→ **Task to carry out**
Copy out each line of the data holding "ScriptEngine".

'''

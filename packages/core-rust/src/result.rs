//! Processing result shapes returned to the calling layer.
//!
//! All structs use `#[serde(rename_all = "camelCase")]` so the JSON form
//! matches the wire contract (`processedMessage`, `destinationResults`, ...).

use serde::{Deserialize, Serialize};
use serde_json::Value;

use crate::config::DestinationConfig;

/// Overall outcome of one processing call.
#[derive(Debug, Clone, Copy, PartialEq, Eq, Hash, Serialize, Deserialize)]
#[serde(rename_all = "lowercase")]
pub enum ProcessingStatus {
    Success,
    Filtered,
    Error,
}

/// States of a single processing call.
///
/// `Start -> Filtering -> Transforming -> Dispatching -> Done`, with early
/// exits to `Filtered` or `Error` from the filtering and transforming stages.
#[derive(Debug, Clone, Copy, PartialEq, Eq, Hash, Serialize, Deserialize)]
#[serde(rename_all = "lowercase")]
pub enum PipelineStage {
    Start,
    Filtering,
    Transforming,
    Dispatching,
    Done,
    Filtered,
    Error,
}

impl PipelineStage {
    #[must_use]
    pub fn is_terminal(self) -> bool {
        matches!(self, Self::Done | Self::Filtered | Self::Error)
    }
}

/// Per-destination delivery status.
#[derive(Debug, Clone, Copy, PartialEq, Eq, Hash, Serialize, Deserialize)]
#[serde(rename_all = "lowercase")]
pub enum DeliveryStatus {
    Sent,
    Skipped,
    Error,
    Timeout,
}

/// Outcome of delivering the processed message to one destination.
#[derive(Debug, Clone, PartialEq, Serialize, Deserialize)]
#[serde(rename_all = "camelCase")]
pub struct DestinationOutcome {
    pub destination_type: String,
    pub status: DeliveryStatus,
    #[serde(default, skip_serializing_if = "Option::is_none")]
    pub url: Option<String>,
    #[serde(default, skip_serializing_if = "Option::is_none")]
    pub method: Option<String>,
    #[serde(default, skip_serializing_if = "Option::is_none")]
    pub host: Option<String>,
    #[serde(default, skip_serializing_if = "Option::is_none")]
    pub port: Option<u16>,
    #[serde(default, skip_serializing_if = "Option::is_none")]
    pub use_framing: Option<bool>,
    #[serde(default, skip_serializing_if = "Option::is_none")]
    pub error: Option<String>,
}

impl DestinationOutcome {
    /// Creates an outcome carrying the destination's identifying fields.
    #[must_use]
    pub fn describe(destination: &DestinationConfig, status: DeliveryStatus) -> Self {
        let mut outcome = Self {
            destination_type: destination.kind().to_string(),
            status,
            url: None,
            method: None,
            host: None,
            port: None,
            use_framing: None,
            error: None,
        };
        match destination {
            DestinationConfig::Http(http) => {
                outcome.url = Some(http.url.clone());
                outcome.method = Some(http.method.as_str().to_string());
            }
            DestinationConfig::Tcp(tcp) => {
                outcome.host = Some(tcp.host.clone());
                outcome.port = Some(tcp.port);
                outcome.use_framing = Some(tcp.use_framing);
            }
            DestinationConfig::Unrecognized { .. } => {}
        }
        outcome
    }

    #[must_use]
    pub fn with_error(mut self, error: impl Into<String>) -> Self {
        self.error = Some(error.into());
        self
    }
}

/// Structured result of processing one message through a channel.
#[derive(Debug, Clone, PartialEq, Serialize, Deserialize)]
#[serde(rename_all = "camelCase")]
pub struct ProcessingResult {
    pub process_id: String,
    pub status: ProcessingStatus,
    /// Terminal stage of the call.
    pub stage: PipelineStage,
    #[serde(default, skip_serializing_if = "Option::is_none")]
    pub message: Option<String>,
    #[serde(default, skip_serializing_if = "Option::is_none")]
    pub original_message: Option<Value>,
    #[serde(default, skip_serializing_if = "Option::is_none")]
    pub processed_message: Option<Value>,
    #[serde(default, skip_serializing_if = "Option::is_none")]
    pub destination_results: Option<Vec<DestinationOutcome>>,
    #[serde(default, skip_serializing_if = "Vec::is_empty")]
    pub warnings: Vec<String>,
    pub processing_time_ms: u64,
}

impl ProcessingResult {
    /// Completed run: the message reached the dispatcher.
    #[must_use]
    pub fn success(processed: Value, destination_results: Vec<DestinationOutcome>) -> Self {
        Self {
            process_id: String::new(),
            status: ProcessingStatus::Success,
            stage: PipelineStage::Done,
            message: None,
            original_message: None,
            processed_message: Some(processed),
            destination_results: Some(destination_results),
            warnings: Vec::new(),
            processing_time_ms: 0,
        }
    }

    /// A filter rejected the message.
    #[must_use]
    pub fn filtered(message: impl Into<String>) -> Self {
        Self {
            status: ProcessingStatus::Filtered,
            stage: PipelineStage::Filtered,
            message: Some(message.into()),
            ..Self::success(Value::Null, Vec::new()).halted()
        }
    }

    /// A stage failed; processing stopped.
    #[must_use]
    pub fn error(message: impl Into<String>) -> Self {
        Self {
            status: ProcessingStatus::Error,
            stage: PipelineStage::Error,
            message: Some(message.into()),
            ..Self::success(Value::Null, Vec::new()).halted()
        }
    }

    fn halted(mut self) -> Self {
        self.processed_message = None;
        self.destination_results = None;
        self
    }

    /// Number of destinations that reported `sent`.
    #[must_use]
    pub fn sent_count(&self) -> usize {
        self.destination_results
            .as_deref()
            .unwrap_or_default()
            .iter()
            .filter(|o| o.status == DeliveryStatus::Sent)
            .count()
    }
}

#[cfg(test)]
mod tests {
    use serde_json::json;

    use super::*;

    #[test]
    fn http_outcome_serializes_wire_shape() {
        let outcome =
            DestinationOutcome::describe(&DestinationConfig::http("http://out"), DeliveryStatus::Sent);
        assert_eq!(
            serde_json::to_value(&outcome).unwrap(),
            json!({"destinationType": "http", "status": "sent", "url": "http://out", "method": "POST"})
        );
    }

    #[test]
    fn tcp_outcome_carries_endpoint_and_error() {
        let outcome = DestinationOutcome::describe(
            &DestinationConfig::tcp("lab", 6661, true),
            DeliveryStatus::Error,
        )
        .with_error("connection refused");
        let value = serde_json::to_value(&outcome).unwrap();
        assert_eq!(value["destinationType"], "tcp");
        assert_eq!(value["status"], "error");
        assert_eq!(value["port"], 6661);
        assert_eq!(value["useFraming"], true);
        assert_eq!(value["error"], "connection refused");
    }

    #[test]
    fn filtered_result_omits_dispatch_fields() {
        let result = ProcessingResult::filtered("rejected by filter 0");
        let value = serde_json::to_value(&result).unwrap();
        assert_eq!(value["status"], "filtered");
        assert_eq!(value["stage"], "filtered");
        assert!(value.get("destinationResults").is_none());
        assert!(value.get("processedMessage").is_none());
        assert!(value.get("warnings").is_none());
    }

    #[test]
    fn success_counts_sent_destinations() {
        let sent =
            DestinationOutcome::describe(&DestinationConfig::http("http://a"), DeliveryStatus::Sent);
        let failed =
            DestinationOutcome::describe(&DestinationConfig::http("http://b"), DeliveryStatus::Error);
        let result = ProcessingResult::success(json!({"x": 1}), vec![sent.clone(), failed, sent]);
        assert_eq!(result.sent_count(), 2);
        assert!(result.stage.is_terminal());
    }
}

'''
'''

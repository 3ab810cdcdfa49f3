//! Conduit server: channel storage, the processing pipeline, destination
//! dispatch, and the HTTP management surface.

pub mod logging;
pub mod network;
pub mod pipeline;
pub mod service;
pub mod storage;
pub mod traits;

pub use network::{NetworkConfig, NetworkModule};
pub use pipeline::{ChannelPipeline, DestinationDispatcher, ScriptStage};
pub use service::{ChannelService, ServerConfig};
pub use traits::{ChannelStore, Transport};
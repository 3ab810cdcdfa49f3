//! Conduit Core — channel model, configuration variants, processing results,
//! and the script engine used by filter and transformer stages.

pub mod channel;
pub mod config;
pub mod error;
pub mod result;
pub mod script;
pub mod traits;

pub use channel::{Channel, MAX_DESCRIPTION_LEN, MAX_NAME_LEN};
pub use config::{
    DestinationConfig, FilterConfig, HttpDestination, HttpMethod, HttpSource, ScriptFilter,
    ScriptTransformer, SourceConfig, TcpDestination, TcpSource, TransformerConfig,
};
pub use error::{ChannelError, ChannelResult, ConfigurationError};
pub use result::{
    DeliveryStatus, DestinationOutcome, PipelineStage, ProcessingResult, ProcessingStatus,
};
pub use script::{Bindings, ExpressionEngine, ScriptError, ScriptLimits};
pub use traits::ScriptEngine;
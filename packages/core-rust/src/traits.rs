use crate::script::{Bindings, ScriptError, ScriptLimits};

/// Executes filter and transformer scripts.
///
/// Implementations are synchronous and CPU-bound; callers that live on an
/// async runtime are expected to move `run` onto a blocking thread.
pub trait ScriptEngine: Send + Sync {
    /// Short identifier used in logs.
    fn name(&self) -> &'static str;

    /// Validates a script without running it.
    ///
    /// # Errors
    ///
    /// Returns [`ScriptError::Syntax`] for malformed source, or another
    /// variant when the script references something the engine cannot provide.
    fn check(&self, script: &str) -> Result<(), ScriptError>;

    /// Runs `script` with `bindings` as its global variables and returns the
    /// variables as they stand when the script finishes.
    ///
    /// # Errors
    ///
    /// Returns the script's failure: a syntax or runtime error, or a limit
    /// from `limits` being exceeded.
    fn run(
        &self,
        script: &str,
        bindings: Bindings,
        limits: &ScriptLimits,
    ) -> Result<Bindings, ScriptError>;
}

'''
'''

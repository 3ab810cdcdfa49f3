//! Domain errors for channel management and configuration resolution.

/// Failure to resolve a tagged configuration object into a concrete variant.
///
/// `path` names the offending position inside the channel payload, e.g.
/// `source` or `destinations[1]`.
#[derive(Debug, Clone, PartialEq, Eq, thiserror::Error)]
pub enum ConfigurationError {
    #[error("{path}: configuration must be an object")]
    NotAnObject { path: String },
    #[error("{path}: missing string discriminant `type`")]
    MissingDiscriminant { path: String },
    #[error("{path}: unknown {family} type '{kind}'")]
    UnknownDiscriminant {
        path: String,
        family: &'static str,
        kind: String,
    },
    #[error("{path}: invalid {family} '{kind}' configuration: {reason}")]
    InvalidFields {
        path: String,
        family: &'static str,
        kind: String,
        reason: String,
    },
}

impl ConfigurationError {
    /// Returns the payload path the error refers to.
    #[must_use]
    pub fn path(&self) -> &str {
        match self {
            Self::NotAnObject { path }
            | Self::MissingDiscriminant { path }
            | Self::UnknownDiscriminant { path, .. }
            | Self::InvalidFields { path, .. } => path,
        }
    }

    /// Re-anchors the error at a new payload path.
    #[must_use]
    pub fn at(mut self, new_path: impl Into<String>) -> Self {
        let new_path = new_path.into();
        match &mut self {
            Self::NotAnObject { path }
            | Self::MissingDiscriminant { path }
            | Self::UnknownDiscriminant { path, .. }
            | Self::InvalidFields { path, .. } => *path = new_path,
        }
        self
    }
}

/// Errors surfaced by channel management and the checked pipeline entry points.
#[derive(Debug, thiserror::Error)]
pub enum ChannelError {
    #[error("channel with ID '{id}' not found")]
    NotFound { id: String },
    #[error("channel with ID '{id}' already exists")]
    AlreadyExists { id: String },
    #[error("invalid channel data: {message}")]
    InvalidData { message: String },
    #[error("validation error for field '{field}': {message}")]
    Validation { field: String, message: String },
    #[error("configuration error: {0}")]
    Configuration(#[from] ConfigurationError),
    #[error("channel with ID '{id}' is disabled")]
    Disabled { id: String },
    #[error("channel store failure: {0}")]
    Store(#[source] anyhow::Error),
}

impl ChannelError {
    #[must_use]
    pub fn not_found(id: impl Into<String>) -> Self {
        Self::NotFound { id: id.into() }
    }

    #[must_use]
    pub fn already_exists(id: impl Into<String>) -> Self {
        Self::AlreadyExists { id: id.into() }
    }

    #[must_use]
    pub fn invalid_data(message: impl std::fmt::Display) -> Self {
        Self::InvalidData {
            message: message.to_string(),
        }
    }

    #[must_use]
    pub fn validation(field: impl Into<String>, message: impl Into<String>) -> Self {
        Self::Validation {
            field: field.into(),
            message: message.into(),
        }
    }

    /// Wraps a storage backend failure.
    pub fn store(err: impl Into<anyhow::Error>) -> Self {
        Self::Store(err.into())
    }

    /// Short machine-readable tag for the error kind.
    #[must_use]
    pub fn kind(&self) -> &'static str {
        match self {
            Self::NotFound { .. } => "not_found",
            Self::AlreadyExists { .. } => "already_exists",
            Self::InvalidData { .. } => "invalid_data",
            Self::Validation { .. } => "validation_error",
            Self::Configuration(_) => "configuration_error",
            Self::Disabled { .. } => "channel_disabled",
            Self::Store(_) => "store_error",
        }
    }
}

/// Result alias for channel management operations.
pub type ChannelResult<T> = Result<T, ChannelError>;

'''

→ **Your solution**
pub use traits::ScriptEngine;
pub trait ScriptEngine: Send + Sync {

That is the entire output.